Not sure if “changed”, but I feel like a lot of what happened was nit really warranted and more of a self-fulfilling prophecy unfortunately. Just stay calm and keep on creating real value.
Nope. Finance in search for trends and potential trends in search of finance breeds systems of conformity in a race condition based on bad feedback mechanisms.
Nope. If you look at the whole cycle going back to Shockley nothing seems too odd to me, yet anyway - I'm still open to changing dynamics.
If you go back and read books like Hackers[0] or The Soul of The New Machine[1] even the cast of characters is weirdly similar. That piece of geography seems to really strongly attract both the Founder and Venture Capitalist personality, who really are misfits most other places.

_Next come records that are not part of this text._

use std::{
    fmt,
    ops::{Add, Div, Mul, Neg, Sub},
    sync::Arc,
};

use rand::distr::Uniform;
use rand_distr::{Distribution, Normal};

use crate::{
    cpu_storage::{CpuDevice, CpuStorage},
    graph::{BinaryOpType, UnaryOpType},
    iter::{Cursor, CursorMut, StridedIndex},
    Context, DType, Error, Layout, Result, Shape,
};

/// Tensors are strided n dimensional arrays over a shared buffer.
///
/// Cloning a tensor is cheap and yields an independent value: the buffer is
/// shared until one side writes to it. Only functions which allocate, copy
/// data, or do operations return `Result`s.
#[derive(Clone)]
pub struct Tensor<T: DType> {
    storage: Arc<CpuStorage<T>>,
    layout: Layout,
}

impl<T: DType> Tensor<T> {
    pub(crate) fn from_storage(storage: Arc<CpuStorage<T>>, layout: Layout) -> Self {
        Self { storage, layout }
    }

    /// Callers guarantee `data.len() == shape.elem_count()`.
    pub(crate) fn from_parts(data: Vec<T>, shape: Shape) -> Self {
        Self::from_storage(Arc::new(CpuStorage(data)), Layout::contiguous(shape))
    }

    /// Create a tensor from row-major data.
    pub fn new(data: Vec<T>, shape: impl Into<Shape>) -> Result<Self> {
        let shape = shape.into();
        if data.len() != shape.elem_count() {
            return Err(Error::ShapeMismatch {
                op: "new",
                lhs: Shape::from(data.len()),
                rhs: shape,
            });
        }
        Ok(Self::from_parts(data, shape))
    }

    /// Create a tensor filled with some value.
    pub fn full(v: T, shape: impl Into<Shape>) -> Self {
        let shape = shape.into();
        Self::from_parts(vec![v; shape.elem_count()], shape)
    }

    /// Create a tensor filled with zeros.
    pub fn zeros(shape: impl Into<Shape>) -> Self {
        Self::full(T::ZERO, shape)
    }

    /// Create a tensor filled with ones.
    pub fn ones(shape: impl Into<Shape>) -> Self {
        Self::full(T::ONE, shape)
    }

    pub fn zeros_like(&self) -> Self {
        Self::zeros(self.shape())
    }

    pub fn ones_like(&self) -> Self {
        Self::ones(self.shape())
    }

    /// A vector of `len` elements `start, start + step, ...`.
    pub fn arange(start: T, step: T, len: usize) -> Self {
        let mut data = Vec::with_capacity(len);
        let mut v = start;
        for _ in 0..len {
            data.push(v);
            v += step;
        }
        Self::from_parts(data, Shape::from(len))
    }

    /// Samples drawn uniformly from `[lo, hi)`.
    pub fn rand(shape: impl Into<Shape>, lo: T, hi: T) -> Result<Self> {
        let shape = shape.into();
        let dist = Uniform::new(lo.to_f64(), hi.to_f64())
            .with_context(|| format!("invalid uniform range [{lo:?}, {hi:?})"))?;
        let mut rng = rand::rng();
        let data = (0..shape.elem_count())
            .map(|_| T::from_f64(dist.sample(&mut rng)))
            .collect();
        Ok(Self::from_parts(data, shape))
    }

    /// Samples drawn from a normal distribution.
    pub fn randn(shape: impl Into<Shape>, mean: T, std: T) -> Result<Self> {
        let shape = shape.into();
        let dist = Normal::new(mean.to_f64(), std.to_f64())
            .with_context(|| format!("invalid normal parameters mean={mean:?} std={std:?}"))?;
        let mut rng = rand::rng();
        let data = (0..shape.elem_count())
            .map(|_| T::from_f64(dist.sample(&mut rng)))
            .collect();
        Ok(Self::from_parts(data, shape))
    }

    pub fn layout(&self) -> &Layout {
        &self.layout
    }

    pub fn shape(&self) -> &Shape {
        self.layout.shape()
    }

    pub fn dims(&self) -> &[usize] {
        self.layout.dims()
    }

    pub fn strides(&self) -> &[usize] {
        self.layout.strides()
    }

    pub fn rank(&self) -> usize {
        self.layout.rank()
    }

    pub fn elem_count(&self) -> usize {
        self.layout.elem_count()
    }

    pub fn is_contiguous(&self) -> bool {
        self.layout.is_contiguous()
    }

    /// Element at `index`.
    pub fn get(&self, index: &[usize]) -> Result<T> {
        let offset = self.layout.flat_index(index)?;
        self.storage
            .0
            .get(offset)
            .copied()
            .ok_or_else(|| Error::out_of_bounds(index, self.shape()))
    }

    pub fn get_mut(&mut self, index: &[usize]) -> Result<&mut T> {
        let offset = self.layout.flat_index(index)?;
        let shape = self.layout.shape();
        Arc::make_mut(&mut self.storage)
            .0
            .get_mut(offset)
            .ok_or_else(|| Error::out_of_bounds(index, shape))
    }

    pub fn set(&mut self, index: &[usize], v: T) -> Result<()> {
        *self.get_mut(index)? = v;
        Ok(())
    }

    /// Overwrite every element with `v`.
    pub fn set_all(&mut self, v: T) {
        Arc::make_mut(&mut self.storage).0.fill(v);
    }

    /// Reinterpret the elements (in logical row-major order) with a new
    /// shape. A non-contiguous tensor is materialized first.
    pub fn reshape(&mut self, shape: impl Into<Shape>) -> Result<()> {
        let shape = shape.into();
        if &shape == self.shape() {
            return Ok(());
        }
        if shape.elem_count() != self.elem_count() {
            return Err(Error::ShapeMismatch {
                op: "reshape",
                lhs: self.shape().clone(),
                rhs: shape,
            });
        }
        self.as_contiguous()?;
        self.layout = Layout::contiguous(shape);
        Ok(())
    }

    /// Swap the last two axes in place. The buffer is untouched.
    pub fn transpose(&mut self) -> Result<()> {
        self.layout.transpose()
    }

    /// A transposed view sharing this tensor's buffer.
    pub fn t(&self) -> Result<Self> {
        Ok(Self::from_storage(
            self.storage.clone(),
            self.layout.transposed()?,
        ))
    }

    /// Rewrite the buffer in logical row-major order and reset the strides.
    /// Does nothing for a tensor which is already contiguous.
    pub fn as_contiguous(&mut self) -> Result<()> {
        if self.is_contiguous() {
            return Ok(());
        }
        tracing::trace!(shape = %self.shape(), "materializing strided tensor");
        let mut cursor = self.begin();
        let mut data = Vec::with_capacity(self.elem_count());
        for _ in 0..self.elem_count() {
            data.push(*cursor.next()?);
        }
        self.storage = Arc::new(CpuStorage(data));
        self.layout = Layout::contiguous(self.shape().clone());
        Ok(())
    }

    /// Read cursor at the first element, row-major.
    pub fn begin(&self) -> Cursor<'_, T> {
        Cursor::new(&self.storage.0, StridedIndex::from_layout(&self.layout))
    }

    /// Write cursor at the first element, row-major.
    pub fn begin_mut(&mut self) -> CursorMut<'_, T> {
        let index = StridedIndex::from_layout(&self.layout);
        CursorMut::new(&mut Arc::make_mut(&mut self.storage).0, index)
    }

    /// Read cursor with a custom loop order, starting at `start`.
    pub fn iter_with(&self, order: Option<&[usize]>, start: &[usize]) -> Result<Cursor<'_, T>> {
        let index = StridedIndex::new(&self.layout, order, start)?;
        Ok(Cursor::new(&self.storage.0, index))
    }

    /// Write cursor with a custom loop order, starting at `start`.
    pub fn iter_mut_with(
        &mut self,
        order: Option<&[usize]>,
        start: &[usize],
    ) -> Result<CursorMut<'_, T>> {
        let index = StridedIndex::new(&self.layout, order, start)?;
        Ok(CursorMut::new(&mut Arc::make_mut(&mut self.storage).0, index))
    }

    /// All elements in logical row-major order.
    pub fn to_vec(&self) -> Vec<T> {
        let data = self.storage.as_slice();
        StridedIndex::from_layout(&self.layout)
            .map(|offset| data[offset])
            .collect()
    }

    /// Get data for a vector.
    pub fn to_vec1(&self) -> Result<Vec<T>> {
        if self.rank() != 1 {
            crate::bail!("to_vec1 expects a rank 1 tensor, got shape {}", self.shape());
        }
        Ok(self.to_vec())
    }

    /// Get data for a matrix.
    pub fn to_vec2(&self) -> Result<Vec<Vec<T>>> {
        let &[_, cols] = self.dims() else {
            crate::bail!("to_vec2 expects a rank 2 tensor, got shape {}", self.shape());
        };
        Ok(self
            .to_vec()
            .chunks(cols.max(1))
            .map(<[T]>::to_vec)
            .collect())
    }

    /// Get data for a 3 dimensional tensor.
    pub fn to_vec3(&self) -> Result<Vec<Vec<Vec<T>>>> {
        let &[_, rows, cols] = self.dims() else {
            crate::bail!("to_vec3 expects a rank 3 tensor, got shape {}", self.shape());
        };
        let flat = self.to_vec();
        Ok(flat
            .chunks((rows * cols).max(1))
            .map(|m| m.chunks(cols.max(1)).map(<[T]>::to_vec).collect())
            .collect())
    }

    pub fn add(&self, rhs: &Self) -> Result<Self> {
        CpuDevice.binary_impl(self, rhs, BinaryOpType::Add)
    }

    pub fn sub(&self, rhs: &Self) -> Result<Self> {
        CpuDevice.binary_impl(self, rhs, BinaryOpType::Sub)
    }

    pub fn mul(&self, rhs: &Self) -> Result<Self> {
        CpuDevice.binary_impl(self, rhs, BinaryOpType::Mul)
    }

    pub fn div(&self, rhs: &Self) -> Result<Self> {
        CpuDevice.binary_impl(self, rhs, BinaryOpType::Div)
    }

    /// Batched matrix multiplication over the last two axes:
    /// `(.., M, K) x (.., K, N) = (.., M, N)`.
    pub fn matmul(&self, rhs: &Self) -> Result<Self> {
        CpuDevice.matmul_impl(self, rhs)
    }

    pub fn neg(&self) -> Result<Self> {
        CpuDevice.unary_impl(self, UnaryOpType::Neg)
    }

    pub fn relu(&self) -> Result<Self> {
        CpuDevice.unary_impl(self, UnaryOpType::Relu)
    }

    pub fn exp(&self) -> Result<Self> {
        CpuDevice.unary_impl(self, UnaryOpType::Exp)
    }

    /// Surround the last two axes with `rows` and `cols` elements of `value`
    /// on each side.
    pub fn pad(&self, rows: usize, cols: usize, value: T) -> Result<Self> {
        CpuDevice.pad_impl(self, rows, cols, value)
    }

    /// `self = self + rhs` elementwise, in place.
    pub(crate) fn add_assign(&mut self, rhs: &Self) -> Result<()> {
        CpuDevice.inplace_binary_impl(self, rhs, BinaryOpType::Add)
    }
}

impl<T: DType> fmt::Debug for Tensor<T> {
    fn fmt(&self, f: &mut fmt::Formatter<'_>) -> fmt::Result {
        f.debug_struct("Tensor")
            .field("dtype", &T::NAME)
            .field("shape", self.shape())
            .field("strides", &self.strides())
            .field("data", &self.to_vec())
            .finish()
    }
}

macro_rules! tensor_binop {
    ($trait:ident, $fn_name:ident) => {
        impl<T: DType> $trait for &Tensor<T> {
            type Output = Result<Tensor<T>>;
            fn $fn_name(self, rhs: Self) -> Self::Output {
                Tensor::$fn_name(self, rhs)
            }
        }
    };
}

tensor_binop!(Add, add);
tensor_binop!(Div, div);
tensor_binop!(Mul, mul);
tensor_binop!(Sub, sub);

impl<T: DType> Neg for &Tensor<T> {
    type Output = Result<Tensor<T>>;
    fn neg(self) -> Self::Output {
        Tensor::neg(self)
    }
}

#[cfg(test)]
mod tests {
    use super::*;

    #[test]
    fn new_checks_length() {
        assert!(matches!(
            Tensor::new(vec![1.0f32, 2.0], (3, 1)),
            Err(Error::ShapeMismatch { op: "new", .. })
        ));
    }

    #[test]
    fn clone_is_copy_on_write() {
        let a = Tensor::new(vec![1.0f64, 2., 3.], 3usize).unwrap();
        let mut b = a.clone();
        b.set(&[0], 10.0).unwrap();
        assert_eq!(a.to_vec(), vec![1., 2., 3.]);
        assert_eq!(b.to_vec(), vec![10., 2., 3.]);
    }

    #[test]
    fn transposed_view_reads_through_strides() {
        let a = Tensor::new(vec![1.0f32, 2., 3., 4., 5., 6.], (2, 3)).unwrap();
        let t = a.t().unwrap();
        assert_eq!(t.dims(), &[3, 2]);
        assert_eq!(t.get(&[2, 1]).unwrap(), 6.0);
        assert_eq!(t.to_vec2().unwrap(), vec![vec![1., 4.], vec![2., 5.], vec![3., 6.]]);
        assert!(a.is_contiguous());
    }

    #[test]
    fn reshape_materializes_views() {
        let mut t = Tensor::new(vec![1.0f64, 2., 3., 4., 5., 6.], (2, 3))
            .unwrap()
            .t()
            .unwrap();
        t.reshape(6usize).unwrap();
        assert!(t.is_contiguous());
        assert_eq!(t.to_vec(), vec![1., 4., 2., 5., 3., 6.]);
        assert!(matches!(
            t.reshape((4, 2)),
            Err(Error::ShapeMismatch { op: "reshape", .. })
        ));
    }

    #[test]
    fn reshape_to_same_shape_keeps_strides() {
        let mut t = Tensor::<f32>::zeros((2, 3)).t().unwrap();
        let strides = t.strides().to_vec();
        t.reshape((3, 2)).unwrap();
        assert_eq!(t.strides(), strides.as_slice());
        assert!(!t.is_contiguous());
    }

    #[test]
    fn custom_order_cursor() {
        let t = Tensor::new(vec![1.0f32, 2., 3., 4.], (2, 2)).unwrap();
        let mut c = t.iter_with(Some(&[1, 0]), &[0, 0]).unwrap();
        let seen: Vec<f32> = (0..4).map(|_| *c.next().unwrap()).collect();
        assert_eq!(seen, vec![1., 3., 2., 4.]);
        assert!(c.is_exhausted());
    }

    #[test]
    fn custom_order_write_cursor() {
        let mut t = Tensor::<f32>::zeros((2, 2));
        let mut c = t.iter_mut_with(Some(&[1, 0]), &[0, 0]).unwrap();
        for v in 1..=4 {
            *c.next().unwrap() = v as f32;
        }
        assert!(c.is_exhausted());
        assert_eq!(t.to_vec(), vec![1., 3., 2., 4.]);

        let mut c = t.iter_mut_with(None, &[1, 0]).unwrap();
        *c.next().unwrap() = 9.;
        assert_eq!(t.to_vec2().unwrap(), vec![vec![1., 3.], vec![9., 4.]]);
    }

    #[test]
    fn back_over_transposed_tensor() {
        let t = Tensor::new(vec![1.0f64, 2., 3., 4.], (2, 2)).unwrap().t().unwrap();
        let mut c = t.iter_with(None, &[1, 1]).unwrap();
        let seen: Vec<f64> = (0..4).map(|_| *c.back().unwrap()).collect();
        assert_eq!(seen, vec![4., 2., 3., 1.]);
        assert!(c.is_exhausted());
    }

    #[test]
    fn randn_rejects_negative_std() {
        assert!(Tensor::<f64>::randn(4usize, 0.0, -1.0).is_err());
        let r = Tensor::<f64>::rand((2, 2), -1.0, 1.0).unwrap();
        assert!(r.to_vec().iter().all(|v| (-1.0..1.0).contains(v)));
    }

    #[test]
    fn arange_counts_up() {
        let t = Tensor::arange(1.0f32, 0.5, 4);
        assert_eq!(t.to_vec1().unwrap(), vec![1.0, 1.5, 2.0, 2.5]);
        assert!(t.to_vec2().is_err());
    }
}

I suspect the chaos of the last few days is healthy for the system overall because it makes it look risky and possibly not even a payoff. That's not the way it looked 3 years ago.
As a result I suspect people who hang around will build even cooler stuff than we've seen in the previous 3 years.
The "titans" you speak of are Jerome Powell, and Janet Yellen. Not the schmucks that put Taxis on the internet, or effectively stole billions of dollars from SoftBank to build a rental company. These types of extremely competent people are far and few between in important parts of our society. So idk what the fuck you're talking about Yosemite? (from NewsRoom Intro https://www.youtube.com/watch?v=wTjMqda19wk&ab_channel=tprat...).
He makes the case that one factor of many in the success of SV was people played iterated games with the same people, which effectively built trust. Now the companies and stakes are so huge that it can be worth it to break that trust sometimes because the benefits of a single win (billions of dollars) can dwarf the downsides.
It’s an insight that makes sense to me and something I wouldn’t have considered otherwise.